10.4326/jjcvs.23.409
- VernacularTitle:下肢閉塞性動脈硬化症および大動脈りゅうに虚血性心疾患が合併した際の外科治療法の選択についての検討
- Author:
Kenichiro Azuma
;
Hajime Hirose
;
Kouji Matsumoto
- Publication Type:Journal Article
- Keywords:
coronary score
- From:Japanese Journal of Cardiovascular Surgery
1994;23(6):409-414
- CountryJapan
- Language:Japanese
-
Abstract:
Ischemic heart disease (IHD) poses some serious problems in the surgical treatment of arteriosclerosis obliterans of the lower extremities (ASO) and aortic aneurysm (AA). The surgical management of these vascular diseases in patients with IHD was evaluated.

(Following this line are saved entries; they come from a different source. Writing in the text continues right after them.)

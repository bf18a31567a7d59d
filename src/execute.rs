//! The execution seam between the framework and transformations.
//!
//! This module defines:
//! - [`Dataset`]: the downstream surface a transformation writes into. The
//!   receiver owns every table handed to it; the engine keeps no references.
//! - [`Transformation`]: the framework-facing event surface, addressed by
//!   parent [`DatasetId`]. A single logical consumer delivers events in an
//!   arbitrary interleaving across parents, but serially — the `&mut self`
//!   receivers encode that contract in the type system, so no internal
//!   locking is needed.
//!
//! Watermark and processing-time updates are carried per parent and recorded;
//! they never drive matching. Table retraction is not supported by the inner
//! join and fails `Unimplemented` by default.

use crate::dataset_id::DatasetId;
use crate::errors::{EngineError, Result};
use crate::group_key::GroupKey;
use crate::table::Table;

/// A downstream consumer of output tables.
pub trait Dataset {
    /// Deliver one output table. The dataset assumes ownership.
    ///
    /// # Errors
    ///
    /// Implementations may reject a table; the error propagates to the
    /// transformation's finish signal.
    fn process(&mut self, table: Table) -> Result<()>;

    /// Signal that no further tables will arrive, carrying the first error
    /// observed upstream, if any.
    fn finish(&mut self, err: Option<EngineError>);

    /// Forwarded event-time watermark.
    fn update_watermark(&mut self, watermark: i64) {
        let _ = watermark;
    }

    /// Forwarded processing-time mark.
    fn update_processing_time(&mut self, ts: i64) {
        let _ = ts;
    }
}

/// A stream transformation fed by one or more parent datasets.
pub trait Transformation {
    /// Deliver one table from the given parent.
    ///
    /// # Errors
    ///
    /// Fatal to the transformation; the framework should stop delivery and
    /// call [`Transformation::finish`].
    fn process(&mut self, parent: DatasetId, table: Table) -> Result<()>;

    /// Record the parent's event-time watermark. Does not drive matching.
    ///
    /// # Errors
    ///
    /// `Invalid` when the parent is unknown.
    fn update_watermark(&mut self, parent: DatasetId, watermark: i64) -> Result<()>;

    /// Record the parent's processing-time mark.
    ///
    /// # Errors
    ///
    /// `Invalid` when the parent is unknown.
    fn update_processing_time(&mut self, parent: DatasetId, ts: i64) -> Result<()>;

    /// Retract a previously delivered table by group key.
    ///
    /// # Errors
    ///
    /// `Unimplemented` unless the transformation supports retraction.
    fn retract_table(&mut self, parent: DatasetId, key: &GroupKey) -> Result<()> {
        let _ = (parent, key);
        Err(EngineError::unimplemented(
            "table retraction is not supported",
        ))
    }

    /// Signal that the parent will deliver no further tables, optionally
    /// carrying the parent's terminal error.
    fn finish(&mut self, parent: DatasetId, err: Option<EngineError>);
}
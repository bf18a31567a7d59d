//! Group keys: ordered, label-addressed tuples of typed constants.
//!
//! Every table carries a [`GroupKey`] whose columns are constant across all
//! of its rows. The algebra here is what the buffer store and the output-key
//! planner are built on: label enumeration, value lookup, label intersection
//! with type checking, order-independent deep equality, and canonicalization
//! into a stable [`KeyId`] for hash-bucket addressing.
//!
//! Keys may hold null values; two null key values compare equal for key
//! identity. (Null rejection applies to the join predicate, not to key
//! identity — a bucket keyed on `key=null` is a perfectly good bucket.)

use crate::errors::{EngineError, Result};
use crate::values::{ColumnType, Value};
use serde::{Deserialize, Serialize};
use std::fmt;

/// Seed for group-key canonicalization hashes.
const KEY_HASH_SEED: u64 = 0x5161_7473_6c6f_7473;

/// One `(label, type, value)` entry of a group key.
#[derive(Clone, Debug, PartialEq, Serialize, Deserialize)]
pub struct KeyColumn {
    /// The column label.
    pub label: String,
    /// The declared column type.
    pub typ: ColumnType,
    /// The constant value; may be `Value::Null`.
    pub value: Value,
}

impl KeyColumn {
    /// Construct a key column; the value must match the declared type or be
    /// null.
    ///
    /// # Errors
    ///
    /// `Invalid` when the value's type disagrees with `typ`.
    pub fn new(label: impl Into<String>, typ: ColumnType, value: Value) -> Result<Self> {
        let label = label.into();
        if let Some(value_typ) = value.type_of() {
            if value_typ != typ {
                return Err(EngineError::invalid(format!(
                    "group key value {value} has type {value_typ}, expected {typ}"
                ))
                .with_label(label));
            }
        }
        Ok(Self { label, typ, value })
    }
}

/// An ordered list of key columns tagging every row of a table.
#[derive(Clone, Debug, Default, Serialize, Deserialize)]
pub struct GroupKey {
    cols: Vec<KeyColumn>,
}

impl GroupKey {
    /// The empty group key.
    #[must_use]
    pub fn empty() -> Self {
        Self::default()
    }

    /// Build a key from columns.
    ///
    /// # Errors
    ///
    /// `Invalid` on duplicate labels.
    pub fn new(cols: Vec<KeyColumn>) -> Result<Self> {
        for (i, col) in cols.iter().enumerate() {
            if cols[..i].iter().any(|c| c.label == col.label) {
                return Err(
                    EngineError::invalid("duplicate label in group key").with_label(&col.label)
                );
            }
        }
        Ok(Self { cols })
    }

    /// Number of key columns.
    #[must_use]
    pub fn len(&self) -> usize {
        self.cols.len()
    }

    /// True for the empty key.
    #[must_use]
    pub fn is_empty(&self) -> bool {
        self.cols.is_empty()
    }

    /// The key columns in insertion order.
    #[must_use]
    pub fn columns(&self) -> &[KeyColumn] {
        &self.cols
    }

    /// The labels in insertion order.
    pub fn labels(&self) -> impl Iterator<Item = &str> {
        self.cols.iter().map(|c| c.label.as_str())
    }

    /// True if `label` is part of this key.
    #[must_use]
    pub fn has(&self, label: &str) -> bool {
        self.cols.iter().any(|c| c.label == label)
    }

    /// The value for `label`, or `None` when absent.
    #[must_use]
    pub fn value_of(&self, label: &str) -> Option<&Value> {
        self.cols.iter().find(|c| c.label == label).map(|c| &c.value)
    }

    /// The declared type for `label`, or `None` when absent.
    #[must_use]
    pub fn typ_of(&self, label: &str) -> Option<ColumnType> {
        self.cols.iter().find(|c| c.label == label).map(|c| c.typ)
    }

    /// Labels present in both keys.
    ///
    /// # Errors
    ///
    /// `Invalid` when a shared label carries different declared types.
    pub fn intersect_labels<'a>(&'a self, other: &GroupKey) -> Result<Vec<&'a str>> {
        let mut shared = Vec::new();
        for col in &self.cols {
            if let Some(other_typ) = other.typ_of(&col.label) {
                if other_typ != col.typ {
                    return Err(EngineError::invalid(format!(
                        "label has type {} on one side and {} on the other",
                        col.typ, other_typ
                    ))
                    .with_label(&col.label)
                    .with_key(self));
                }
                shared.push(col.label.as_str());
            }
        }
        Ok(shared)
    }

    /// A copy of this key with labels sorted lexicographically.
    #[must_use]
    pub fn sorted(&self) -> GroupKey {
        let mut cols = self.cols.clone();
        cols.sort_by(|a, b| a.label.cmp(&b.label));
        GroupKey { cols }
    }

    /// Canonical 64-bit identifier for hash-bucket addressing.
    ///
    /// Labels are sorted before hashing, so insertion order never affects the
    /// identifier. Equal keys always canonicalize to equal ids; distinct keys
    /// collide only with hash-collision probability, and lookups that care
    /// resolve collisions with [`GroupKey::eq`].
    #[must_use]
    pub fn canonicalize(&self) -> KeyId {
        let mut idx: Vec<usize> = (0..self.cols.len()).collect();
        idx.sort_by(|&a, &b| self.cols[a].label.cmp(&self.cols[b].label));
        let mut h = KEY_HASH_SEED;
        for i in idx {
            let col = &self.cols[i];
            h = crate::values::hash_label(&col.label, h);
            h = h.rotate_left(7) ^ (col.typ as u64).wrapping_mul(0x9e37_79b9_7f4a_7c15);
            h = col.value.hash64(h);
        }
        KeyId(h)
    }
}

// Deep label-and-value equality, independent of insertion order.
impl PartialEq for GroupKey {
    fn eq(&self, other: &Self) -> bool {
        self.cols.len() == other.cols.len()
            && self.cols.iter().all(|c| {
                other.typ_of(&c.label) == Some(c.typ) && other.value_of(&c.label) == Some(&c.value)
            })
    }
}

impl Eq for GroupKey {}

impl fmt::Display for GroupKey {
    fn fmt(&self, f: &mut fmt::Formatter<'_>) -> fmt::Result {
        let mut idx: Vec<usize> = (0..self.cols.len()).collect();
        idx.sort_by(|&a, &b| self.cols[a].label.cmp(&self.cols[b].label));
        write!(f, "{{")?;
        for (n, i) in idx.into_iter().enumerate() {
            if n > 0 {
                write!(f, ", ")?;
            }
            let col = &self.cols[i];
            write!(f, "{}={}", col.label, col.value)?;
        }
        write!(f, "}}")
    }
}

/// Canonical numeric identifier for a group key.
///
/// Opaque outside the engine; the buffer store and the output bucket store
/// use it as a map key.
#[derive(Clone, Copy, PartialEq, Eq, Hash, Debug)]
pub struct KeyId(u64);

impl KeyId {
    /// Return the underlying numeric value.
    ///
    /// Useful mainly for debugging or serialization.
    #[must_use]
    pub fn raw(&self) -> u64 {
        self.0
    }
}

Thirty-five patients had ASO and 31 had AA. All patients underwent coronary arteriogram. IHD was detected in 24 patients (69%) with ASO and in 12 (39%) with AA. The severity of coronary artery disease was graded by the coronary score (CS) proposed by Leaman et al., and the scores were compared with the mode of surgical treatment. In patients with ASO, both the revascularization of coronary arteries (CABG) and of peripheral arteries were performed in one stage in 3 patients with a CS of 16-22. Only arterial revascularization of the lower extremities was performed in 19 patients with a CS of below 5.5. In AA, surgical treatment was performed with consideration of the severity of the coronary artery disease and the surgical approach. Both CABG and aortic reconstruction were performed in one stage in 3 patients with abdominal aortic aneurysm (CS: 9.5-13.5) and in 2 patients with aortic arch aneurysm (CS: 3.5, 8) with a coronary lesion in the left anterior descending branch (LAD). Only aortic repair was performed in 5 patients with a CS below 8 (without LAD lesion). The patients with ASO (CS≤5.5), and those with AA (CS≤8, no LAD lesion) underwent reconstruction only in the arteries of the lower extremities and aortic aneurysms, respectively, without any complications from the associated IHD.